RECORDS.
--------

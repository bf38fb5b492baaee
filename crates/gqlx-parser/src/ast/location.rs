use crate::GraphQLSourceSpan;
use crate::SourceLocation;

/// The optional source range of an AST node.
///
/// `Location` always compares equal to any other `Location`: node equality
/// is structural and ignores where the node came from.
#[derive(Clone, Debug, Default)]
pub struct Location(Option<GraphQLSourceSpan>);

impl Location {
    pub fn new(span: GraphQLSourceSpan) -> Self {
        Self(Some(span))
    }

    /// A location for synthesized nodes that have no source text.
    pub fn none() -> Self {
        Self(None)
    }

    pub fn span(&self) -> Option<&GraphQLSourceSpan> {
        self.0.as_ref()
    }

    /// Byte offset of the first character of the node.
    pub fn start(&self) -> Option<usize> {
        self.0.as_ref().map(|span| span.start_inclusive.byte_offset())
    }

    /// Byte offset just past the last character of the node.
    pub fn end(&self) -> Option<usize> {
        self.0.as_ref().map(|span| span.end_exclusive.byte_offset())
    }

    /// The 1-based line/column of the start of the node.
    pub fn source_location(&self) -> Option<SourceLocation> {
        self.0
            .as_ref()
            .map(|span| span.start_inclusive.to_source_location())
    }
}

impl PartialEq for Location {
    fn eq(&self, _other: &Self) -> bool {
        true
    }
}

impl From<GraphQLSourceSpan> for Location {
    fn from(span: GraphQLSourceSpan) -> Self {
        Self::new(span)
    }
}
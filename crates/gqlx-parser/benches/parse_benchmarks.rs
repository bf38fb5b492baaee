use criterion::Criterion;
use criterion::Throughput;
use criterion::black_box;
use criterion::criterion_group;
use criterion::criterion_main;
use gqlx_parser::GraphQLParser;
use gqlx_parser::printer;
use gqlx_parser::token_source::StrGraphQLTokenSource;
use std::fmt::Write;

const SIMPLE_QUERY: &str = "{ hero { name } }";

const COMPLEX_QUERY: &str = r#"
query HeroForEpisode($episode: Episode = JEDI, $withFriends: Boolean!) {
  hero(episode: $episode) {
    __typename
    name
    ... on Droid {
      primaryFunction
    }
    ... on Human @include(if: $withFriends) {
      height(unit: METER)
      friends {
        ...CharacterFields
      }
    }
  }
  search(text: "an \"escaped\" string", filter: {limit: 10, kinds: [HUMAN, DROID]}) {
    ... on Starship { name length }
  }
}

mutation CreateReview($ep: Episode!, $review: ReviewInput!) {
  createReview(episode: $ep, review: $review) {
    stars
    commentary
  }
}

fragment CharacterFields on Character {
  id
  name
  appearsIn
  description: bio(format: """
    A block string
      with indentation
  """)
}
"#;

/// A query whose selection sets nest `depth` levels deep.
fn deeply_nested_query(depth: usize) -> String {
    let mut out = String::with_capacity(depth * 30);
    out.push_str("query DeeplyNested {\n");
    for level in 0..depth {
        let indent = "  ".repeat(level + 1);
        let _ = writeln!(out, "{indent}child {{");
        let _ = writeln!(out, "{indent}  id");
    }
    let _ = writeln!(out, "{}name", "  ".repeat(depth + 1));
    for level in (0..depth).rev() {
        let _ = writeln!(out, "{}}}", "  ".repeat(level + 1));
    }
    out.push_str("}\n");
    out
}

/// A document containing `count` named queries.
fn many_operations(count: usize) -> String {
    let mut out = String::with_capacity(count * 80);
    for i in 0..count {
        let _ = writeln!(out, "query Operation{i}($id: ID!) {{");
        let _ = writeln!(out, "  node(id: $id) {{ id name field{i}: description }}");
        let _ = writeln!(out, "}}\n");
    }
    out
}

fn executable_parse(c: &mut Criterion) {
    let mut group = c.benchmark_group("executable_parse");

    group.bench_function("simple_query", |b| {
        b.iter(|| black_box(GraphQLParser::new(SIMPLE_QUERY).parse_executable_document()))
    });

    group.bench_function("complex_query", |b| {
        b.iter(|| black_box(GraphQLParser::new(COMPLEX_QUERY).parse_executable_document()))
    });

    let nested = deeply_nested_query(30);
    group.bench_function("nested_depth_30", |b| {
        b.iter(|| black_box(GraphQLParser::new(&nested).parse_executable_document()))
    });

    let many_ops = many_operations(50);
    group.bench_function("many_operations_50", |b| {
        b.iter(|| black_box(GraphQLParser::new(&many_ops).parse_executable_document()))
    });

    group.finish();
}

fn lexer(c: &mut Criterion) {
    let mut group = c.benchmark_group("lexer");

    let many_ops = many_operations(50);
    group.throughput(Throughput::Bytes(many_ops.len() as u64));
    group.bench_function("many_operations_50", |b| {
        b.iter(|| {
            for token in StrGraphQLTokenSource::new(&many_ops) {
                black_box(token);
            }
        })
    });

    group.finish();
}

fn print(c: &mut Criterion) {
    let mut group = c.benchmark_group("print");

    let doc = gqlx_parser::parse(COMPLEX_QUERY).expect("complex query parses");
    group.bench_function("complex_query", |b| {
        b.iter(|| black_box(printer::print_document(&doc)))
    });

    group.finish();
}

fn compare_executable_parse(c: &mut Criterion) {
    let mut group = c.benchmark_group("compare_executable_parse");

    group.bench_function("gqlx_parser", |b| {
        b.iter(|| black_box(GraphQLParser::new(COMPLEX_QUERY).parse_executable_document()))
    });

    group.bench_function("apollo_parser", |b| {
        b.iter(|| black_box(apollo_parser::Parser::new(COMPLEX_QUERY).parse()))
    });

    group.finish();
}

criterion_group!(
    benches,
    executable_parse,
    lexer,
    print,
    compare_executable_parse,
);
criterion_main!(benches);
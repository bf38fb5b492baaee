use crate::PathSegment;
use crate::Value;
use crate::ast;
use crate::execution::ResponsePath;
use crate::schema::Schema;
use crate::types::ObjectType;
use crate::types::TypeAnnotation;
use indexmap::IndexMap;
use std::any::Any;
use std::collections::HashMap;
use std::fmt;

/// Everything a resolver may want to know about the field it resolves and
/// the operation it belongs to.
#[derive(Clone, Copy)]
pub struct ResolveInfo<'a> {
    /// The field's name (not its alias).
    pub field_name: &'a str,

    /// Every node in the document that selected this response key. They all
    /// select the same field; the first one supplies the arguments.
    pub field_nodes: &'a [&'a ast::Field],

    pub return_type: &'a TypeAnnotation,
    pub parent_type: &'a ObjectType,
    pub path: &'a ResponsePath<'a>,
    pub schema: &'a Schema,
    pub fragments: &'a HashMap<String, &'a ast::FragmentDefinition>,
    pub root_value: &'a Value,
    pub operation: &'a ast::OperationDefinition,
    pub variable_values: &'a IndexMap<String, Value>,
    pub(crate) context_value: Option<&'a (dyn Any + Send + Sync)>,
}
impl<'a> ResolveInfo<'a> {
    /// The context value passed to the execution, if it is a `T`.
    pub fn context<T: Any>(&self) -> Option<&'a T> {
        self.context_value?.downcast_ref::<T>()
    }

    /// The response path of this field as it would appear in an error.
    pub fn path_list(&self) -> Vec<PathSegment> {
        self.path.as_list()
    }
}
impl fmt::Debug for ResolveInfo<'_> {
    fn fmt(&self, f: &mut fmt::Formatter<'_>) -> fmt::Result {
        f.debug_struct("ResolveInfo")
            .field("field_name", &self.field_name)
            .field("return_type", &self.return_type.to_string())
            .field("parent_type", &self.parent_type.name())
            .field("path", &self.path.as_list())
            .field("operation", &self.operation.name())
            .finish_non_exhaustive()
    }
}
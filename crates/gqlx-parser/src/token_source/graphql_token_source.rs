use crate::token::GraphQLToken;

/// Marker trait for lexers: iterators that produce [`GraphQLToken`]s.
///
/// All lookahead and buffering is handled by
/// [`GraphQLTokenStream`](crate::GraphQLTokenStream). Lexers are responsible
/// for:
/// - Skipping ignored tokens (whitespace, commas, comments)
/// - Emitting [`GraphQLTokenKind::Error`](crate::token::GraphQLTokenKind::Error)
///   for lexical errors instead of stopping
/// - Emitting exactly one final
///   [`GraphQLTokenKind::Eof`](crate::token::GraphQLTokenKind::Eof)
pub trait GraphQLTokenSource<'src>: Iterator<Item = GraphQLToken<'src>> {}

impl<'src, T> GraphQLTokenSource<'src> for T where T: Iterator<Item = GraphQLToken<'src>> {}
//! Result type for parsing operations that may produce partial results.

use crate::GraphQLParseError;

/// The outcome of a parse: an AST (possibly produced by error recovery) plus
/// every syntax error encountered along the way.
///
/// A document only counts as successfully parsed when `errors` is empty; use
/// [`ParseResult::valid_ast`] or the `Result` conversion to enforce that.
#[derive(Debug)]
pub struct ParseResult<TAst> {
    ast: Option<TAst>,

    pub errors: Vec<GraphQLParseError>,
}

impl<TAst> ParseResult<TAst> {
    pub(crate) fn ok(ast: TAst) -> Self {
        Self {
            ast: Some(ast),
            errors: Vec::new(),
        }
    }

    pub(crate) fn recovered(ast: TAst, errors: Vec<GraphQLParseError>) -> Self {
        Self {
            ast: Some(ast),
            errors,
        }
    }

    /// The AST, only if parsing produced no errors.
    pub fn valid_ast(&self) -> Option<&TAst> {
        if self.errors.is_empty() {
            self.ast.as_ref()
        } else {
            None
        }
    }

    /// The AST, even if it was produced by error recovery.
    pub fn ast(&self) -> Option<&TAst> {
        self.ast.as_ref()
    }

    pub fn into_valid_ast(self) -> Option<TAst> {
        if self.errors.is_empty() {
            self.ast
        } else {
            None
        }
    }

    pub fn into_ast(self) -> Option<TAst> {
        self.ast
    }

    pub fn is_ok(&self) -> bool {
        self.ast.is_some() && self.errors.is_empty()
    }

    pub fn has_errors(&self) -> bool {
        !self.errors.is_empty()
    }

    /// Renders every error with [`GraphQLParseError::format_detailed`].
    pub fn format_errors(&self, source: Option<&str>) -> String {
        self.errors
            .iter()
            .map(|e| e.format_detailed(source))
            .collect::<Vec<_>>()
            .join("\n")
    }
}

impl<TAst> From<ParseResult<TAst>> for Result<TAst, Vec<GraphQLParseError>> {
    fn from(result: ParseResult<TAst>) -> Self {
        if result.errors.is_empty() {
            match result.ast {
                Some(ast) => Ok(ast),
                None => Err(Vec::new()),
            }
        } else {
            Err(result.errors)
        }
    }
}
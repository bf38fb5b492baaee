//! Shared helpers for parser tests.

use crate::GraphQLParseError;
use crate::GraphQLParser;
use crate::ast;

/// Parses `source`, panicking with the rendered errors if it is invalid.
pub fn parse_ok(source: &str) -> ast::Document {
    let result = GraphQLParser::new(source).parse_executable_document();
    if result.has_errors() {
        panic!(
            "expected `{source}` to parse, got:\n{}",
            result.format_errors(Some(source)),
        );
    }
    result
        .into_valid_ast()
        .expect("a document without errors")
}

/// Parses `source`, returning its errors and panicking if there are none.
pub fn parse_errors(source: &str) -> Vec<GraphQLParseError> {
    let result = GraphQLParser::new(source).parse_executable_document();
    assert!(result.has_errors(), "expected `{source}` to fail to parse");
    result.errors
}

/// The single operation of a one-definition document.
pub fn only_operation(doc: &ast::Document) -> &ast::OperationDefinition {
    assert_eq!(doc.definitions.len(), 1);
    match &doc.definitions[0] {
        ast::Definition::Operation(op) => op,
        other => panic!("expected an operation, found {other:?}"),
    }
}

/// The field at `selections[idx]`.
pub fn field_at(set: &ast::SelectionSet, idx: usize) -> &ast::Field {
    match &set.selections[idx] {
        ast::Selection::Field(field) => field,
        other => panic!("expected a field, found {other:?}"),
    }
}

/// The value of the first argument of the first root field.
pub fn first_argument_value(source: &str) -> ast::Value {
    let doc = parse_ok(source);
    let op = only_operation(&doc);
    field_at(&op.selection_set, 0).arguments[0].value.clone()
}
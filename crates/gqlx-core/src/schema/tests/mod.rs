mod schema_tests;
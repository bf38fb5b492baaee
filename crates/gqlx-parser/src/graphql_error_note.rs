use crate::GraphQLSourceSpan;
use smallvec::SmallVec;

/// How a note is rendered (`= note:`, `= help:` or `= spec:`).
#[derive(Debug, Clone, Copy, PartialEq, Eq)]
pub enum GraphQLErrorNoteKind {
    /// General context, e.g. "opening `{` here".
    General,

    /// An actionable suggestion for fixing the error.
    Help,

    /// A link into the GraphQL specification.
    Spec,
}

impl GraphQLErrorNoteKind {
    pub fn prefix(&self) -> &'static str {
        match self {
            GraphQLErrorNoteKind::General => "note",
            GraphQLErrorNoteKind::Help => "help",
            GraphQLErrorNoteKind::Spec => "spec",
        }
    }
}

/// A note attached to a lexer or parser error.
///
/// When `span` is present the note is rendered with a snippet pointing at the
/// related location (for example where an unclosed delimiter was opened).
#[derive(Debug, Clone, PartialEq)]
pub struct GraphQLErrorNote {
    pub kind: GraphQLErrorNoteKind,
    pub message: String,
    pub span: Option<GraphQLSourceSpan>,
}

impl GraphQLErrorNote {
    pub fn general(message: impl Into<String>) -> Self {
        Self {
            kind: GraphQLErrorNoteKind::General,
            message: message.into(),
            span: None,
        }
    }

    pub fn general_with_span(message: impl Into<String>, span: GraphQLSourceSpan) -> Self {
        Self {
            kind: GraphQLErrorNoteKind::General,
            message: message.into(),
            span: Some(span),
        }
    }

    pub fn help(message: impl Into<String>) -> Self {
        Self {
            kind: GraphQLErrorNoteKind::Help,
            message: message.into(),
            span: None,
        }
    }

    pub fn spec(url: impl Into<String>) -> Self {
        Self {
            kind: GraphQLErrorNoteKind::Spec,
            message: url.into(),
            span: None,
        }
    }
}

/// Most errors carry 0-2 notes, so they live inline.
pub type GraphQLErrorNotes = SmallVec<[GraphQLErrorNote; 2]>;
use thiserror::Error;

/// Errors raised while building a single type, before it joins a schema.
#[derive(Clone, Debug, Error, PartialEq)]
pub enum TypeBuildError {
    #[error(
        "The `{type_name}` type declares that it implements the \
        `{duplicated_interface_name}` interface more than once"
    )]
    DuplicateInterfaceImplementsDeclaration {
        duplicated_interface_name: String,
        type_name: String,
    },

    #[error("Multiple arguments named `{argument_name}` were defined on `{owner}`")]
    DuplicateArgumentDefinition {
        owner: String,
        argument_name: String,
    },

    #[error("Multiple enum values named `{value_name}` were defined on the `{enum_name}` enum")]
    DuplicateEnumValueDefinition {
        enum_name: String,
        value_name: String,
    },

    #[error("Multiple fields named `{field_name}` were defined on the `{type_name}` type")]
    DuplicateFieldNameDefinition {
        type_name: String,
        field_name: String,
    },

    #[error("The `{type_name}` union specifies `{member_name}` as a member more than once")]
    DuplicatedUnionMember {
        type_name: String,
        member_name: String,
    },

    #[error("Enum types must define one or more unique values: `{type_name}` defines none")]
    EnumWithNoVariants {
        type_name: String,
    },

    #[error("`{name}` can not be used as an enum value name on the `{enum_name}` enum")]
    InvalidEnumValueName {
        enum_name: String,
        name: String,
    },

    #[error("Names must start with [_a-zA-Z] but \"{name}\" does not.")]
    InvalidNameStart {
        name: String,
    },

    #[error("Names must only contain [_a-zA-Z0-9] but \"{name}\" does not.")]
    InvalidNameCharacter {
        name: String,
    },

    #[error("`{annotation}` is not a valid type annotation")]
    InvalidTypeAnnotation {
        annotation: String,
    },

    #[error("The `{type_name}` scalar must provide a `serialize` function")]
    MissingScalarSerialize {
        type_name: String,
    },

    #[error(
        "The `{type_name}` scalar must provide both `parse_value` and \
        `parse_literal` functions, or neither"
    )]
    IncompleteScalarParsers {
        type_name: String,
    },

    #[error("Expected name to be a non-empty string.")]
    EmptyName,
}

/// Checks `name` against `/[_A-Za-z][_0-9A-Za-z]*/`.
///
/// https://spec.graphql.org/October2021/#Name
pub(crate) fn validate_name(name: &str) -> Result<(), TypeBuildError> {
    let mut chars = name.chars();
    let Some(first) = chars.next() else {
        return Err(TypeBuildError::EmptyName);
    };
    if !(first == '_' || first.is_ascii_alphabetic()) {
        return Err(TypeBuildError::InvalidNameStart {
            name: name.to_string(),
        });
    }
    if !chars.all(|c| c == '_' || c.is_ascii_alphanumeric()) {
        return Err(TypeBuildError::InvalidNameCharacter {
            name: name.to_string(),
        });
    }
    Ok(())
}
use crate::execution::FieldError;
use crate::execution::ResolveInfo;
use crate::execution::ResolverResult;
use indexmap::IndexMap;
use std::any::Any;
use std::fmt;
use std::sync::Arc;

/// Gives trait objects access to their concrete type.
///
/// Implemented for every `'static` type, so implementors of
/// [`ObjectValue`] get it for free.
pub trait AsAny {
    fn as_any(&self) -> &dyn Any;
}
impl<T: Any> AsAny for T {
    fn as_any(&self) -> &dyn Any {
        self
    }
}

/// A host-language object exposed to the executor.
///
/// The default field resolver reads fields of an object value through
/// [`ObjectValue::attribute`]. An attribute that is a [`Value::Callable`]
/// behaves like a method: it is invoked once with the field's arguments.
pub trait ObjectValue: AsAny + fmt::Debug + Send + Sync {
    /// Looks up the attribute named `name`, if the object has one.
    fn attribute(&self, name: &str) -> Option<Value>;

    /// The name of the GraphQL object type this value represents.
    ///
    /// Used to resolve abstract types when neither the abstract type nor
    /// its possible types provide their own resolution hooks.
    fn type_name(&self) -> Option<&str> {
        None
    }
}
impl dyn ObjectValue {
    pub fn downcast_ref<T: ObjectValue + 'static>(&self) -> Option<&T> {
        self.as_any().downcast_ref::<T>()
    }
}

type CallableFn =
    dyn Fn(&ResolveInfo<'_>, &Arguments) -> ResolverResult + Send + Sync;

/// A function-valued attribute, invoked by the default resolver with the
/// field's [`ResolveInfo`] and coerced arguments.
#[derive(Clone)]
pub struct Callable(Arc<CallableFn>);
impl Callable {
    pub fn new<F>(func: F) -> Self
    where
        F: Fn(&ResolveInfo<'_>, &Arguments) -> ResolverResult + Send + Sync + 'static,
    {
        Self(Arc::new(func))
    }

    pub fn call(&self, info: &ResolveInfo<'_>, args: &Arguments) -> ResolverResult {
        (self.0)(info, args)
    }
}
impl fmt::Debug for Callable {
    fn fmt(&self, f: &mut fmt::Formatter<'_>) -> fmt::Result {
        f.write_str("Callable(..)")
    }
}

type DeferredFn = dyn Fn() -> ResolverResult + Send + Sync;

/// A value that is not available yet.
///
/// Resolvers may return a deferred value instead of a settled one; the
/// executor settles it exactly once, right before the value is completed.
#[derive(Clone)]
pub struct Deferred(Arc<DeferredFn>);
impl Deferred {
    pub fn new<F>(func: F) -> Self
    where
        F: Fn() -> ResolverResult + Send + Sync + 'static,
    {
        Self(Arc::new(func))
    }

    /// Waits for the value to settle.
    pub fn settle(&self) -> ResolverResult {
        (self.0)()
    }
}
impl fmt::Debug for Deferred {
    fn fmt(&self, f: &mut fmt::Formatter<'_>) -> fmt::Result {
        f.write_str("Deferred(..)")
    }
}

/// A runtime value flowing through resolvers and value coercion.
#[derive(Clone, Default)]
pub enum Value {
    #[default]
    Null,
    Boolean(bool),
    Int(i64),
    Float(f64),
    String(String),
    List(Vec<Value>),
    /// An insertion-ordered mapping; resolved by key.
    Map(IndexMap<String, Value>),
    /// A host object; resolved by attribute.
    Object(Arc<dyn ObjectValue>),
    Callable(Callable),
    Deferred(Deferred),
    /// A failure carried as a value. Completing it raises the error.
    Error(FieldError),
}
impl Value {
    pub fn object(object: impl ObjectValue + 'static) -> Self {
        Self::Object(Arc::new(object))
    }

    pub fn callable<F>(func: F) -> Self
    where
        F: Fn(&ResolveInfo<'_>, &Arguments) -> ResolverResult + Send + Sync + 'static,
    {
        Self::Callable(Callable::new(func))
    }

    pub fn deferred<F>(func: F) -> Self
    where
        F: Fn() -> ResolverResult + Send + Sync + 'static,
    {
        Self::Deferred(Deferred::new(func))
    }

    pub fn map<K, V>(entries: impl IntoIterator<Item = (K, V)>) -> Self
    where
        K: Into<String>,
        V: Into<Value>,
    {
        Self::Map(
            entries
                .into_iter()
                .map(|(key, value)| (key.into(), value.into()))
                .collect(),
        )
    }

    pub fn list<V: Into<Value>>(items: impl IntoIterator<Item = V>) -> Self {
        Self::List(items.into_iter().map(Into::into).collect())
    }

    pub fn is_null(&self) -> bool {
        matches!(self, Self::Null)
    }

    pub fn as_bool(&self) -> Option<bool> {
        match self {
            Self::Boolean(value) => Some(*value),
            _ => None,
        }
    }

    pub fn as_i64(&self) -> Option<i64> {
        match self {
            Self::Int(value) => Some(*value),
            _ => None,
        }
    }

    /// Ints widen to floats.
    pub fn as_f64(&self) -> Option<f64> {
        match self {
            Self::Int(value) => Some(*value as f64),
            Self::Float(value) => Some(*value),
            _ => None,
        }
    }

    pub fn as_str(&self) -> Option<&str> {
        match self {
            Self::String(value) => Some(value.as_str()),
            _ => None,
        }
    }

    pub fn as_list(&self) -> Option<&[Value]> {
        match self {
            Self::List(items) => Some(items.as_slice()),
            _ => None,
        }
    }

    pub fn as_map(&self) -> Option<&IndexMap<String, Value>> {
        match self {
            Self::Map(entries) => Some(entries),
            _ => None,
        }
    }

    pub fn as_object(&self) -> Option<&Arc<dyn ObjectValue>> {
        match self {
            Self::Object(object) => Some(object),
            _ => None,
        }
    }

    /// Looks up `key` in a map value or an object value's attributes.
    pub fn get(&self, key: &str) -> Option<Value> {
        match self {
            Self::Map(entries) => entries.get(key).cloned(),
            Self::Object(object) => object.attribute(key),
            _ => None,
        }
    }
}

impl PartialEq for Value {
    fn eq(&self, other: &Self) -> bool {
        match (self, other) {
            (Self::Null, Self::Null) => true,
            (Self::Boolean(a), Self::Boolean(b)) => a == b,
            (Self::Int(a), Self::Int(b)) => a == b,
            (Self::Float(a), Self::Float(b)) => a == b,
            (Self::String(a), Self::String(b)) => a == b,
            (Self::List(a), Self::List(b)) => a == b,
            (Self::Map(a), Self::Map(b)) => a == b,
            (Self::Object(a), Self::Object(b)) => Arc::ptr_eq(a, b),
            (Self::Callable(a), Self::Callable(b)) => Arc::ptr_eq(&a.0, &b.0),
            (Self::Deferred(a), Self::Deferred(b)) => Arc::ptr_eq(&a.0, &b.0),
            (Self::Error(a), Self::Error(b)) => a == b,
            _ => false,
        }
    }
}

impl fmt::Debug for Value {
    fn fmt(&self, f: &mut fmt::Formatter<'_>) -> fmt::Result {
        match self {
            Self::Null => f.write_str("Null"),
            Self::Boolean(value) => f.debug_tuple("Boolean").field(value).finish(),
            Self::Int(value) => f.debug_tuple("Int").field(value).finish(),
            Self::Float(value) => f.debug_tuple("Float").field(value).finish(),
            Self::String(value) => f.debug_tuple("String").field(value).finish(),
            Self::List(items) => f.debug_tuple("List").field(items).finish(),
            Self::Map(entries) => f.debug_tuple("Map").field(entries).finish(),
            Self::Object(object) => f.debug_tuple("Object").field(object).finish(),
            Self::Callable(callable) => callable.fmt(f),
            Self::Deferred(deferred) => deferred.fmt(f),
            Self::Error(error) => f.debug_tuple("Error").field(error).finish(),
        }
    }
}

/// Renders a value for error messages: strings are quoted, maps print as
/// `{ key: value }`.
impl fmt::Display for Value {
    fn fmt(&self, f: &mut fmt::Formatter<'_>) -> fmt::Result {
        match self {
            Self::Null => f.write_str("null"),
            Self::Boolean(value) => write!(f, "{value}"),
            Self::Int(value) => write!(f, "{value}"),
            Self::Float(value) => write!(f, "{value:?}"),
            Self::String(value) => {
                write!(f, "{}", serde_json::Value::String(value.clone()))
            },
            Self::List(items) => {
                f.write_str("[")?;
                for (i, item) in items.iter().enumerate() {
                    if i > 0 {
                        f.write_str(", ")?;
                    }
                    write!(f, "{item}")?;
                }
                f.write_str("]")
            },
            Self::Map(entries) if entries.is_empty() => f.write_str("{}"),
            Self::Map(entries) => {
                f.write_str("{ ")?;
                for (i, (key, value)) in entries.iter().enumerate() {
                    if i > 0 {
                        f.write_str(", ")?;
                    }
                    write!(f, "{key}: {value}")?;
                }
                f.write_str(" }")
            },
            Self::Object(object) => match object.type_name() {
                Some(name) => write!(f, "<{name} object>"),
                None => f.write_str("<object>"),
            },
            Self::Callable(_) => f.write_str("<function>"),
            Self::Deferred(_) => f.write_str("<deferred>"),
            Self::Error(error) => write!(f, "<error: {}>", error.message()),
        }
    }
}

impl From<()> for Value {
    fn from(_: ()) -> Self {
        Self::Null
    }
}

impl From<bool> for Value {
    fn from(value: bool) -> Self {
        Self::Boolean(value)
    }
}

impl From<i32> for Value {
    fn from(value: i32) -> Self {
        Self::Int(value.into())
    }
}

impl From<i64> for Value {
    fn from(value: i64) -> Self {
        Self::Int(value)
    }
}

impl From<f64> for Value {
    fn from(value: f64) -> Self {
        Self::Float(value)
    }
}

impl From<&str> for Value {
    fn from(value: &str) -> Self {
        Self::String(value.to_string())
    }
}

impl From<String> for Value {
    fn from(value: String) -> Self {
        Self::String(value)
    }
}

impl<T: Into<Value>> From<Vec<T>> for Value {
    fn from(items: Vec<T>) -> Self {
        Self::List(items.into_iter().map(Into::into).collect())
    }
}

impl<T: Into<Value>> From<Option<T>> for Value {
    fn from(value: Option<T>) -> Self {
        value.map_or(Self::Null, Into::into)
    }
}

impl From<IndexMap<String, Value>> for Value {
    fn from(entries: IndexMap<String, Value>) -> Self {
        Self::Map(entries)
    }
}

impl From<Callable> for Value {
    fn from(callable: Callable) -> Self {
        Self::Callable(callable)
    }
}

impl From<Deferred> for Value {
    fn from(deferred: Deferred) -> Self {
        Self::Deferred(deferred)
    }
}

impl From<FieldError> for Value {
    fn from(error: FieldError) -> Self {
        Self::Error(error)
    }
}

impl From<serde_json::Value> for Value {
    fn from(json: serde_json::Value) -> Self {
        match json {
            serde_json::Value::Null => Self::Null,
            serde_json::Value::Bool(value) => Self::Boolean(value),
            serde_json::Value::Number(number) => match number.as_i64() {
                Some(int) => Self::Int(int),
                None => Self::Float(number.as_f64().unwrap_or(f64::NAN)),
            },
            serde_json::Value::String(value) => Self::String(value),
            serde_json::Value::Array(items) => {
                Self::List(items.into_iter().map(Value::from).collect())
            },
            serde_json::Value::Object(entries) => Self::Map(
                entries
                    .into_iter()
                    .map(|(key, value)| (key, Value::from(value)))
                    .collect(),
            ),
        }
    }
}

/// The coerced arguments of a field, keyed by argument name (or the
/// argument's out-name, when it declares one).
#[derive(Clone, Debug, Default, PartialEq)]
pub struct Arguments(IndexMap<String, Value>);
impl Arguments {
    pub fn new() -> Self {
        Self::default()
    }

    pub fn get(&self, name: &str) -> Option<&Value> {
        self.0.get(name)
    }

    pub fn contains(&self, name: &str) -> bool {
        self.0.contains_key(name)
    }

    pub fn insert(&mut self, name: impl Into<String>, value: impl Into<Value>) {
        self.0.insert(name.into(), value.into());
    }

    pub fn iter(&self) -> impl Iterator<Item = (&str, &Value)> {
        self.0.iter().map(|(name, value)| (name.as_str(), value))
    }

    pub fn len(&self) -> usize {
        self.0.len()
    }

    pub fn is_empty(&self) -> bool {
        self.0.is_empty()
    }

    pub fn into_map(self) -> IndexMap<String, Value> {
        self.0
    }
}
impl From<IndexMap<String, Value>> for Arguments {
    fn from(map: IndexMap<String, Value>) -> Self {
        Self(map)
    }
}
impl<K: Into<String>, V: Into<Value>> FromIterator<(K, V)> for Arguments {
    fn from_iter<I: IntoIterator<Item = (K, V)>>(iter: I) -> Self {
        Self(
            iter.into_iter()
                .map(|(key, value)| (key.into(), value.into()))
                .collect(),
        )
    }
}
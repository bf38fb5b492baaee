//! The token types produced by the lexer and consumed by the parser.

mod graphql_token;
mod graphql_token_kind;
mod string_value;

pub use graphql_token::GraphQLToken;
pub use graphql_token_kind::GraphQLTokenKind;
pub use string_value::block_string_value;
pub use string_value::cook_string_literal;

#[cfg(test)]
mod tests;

--------

ABOUT THIS EXERCISE.
Report only a number, the count of lines in the listing that contain the word "host".

TASK RESULT.
2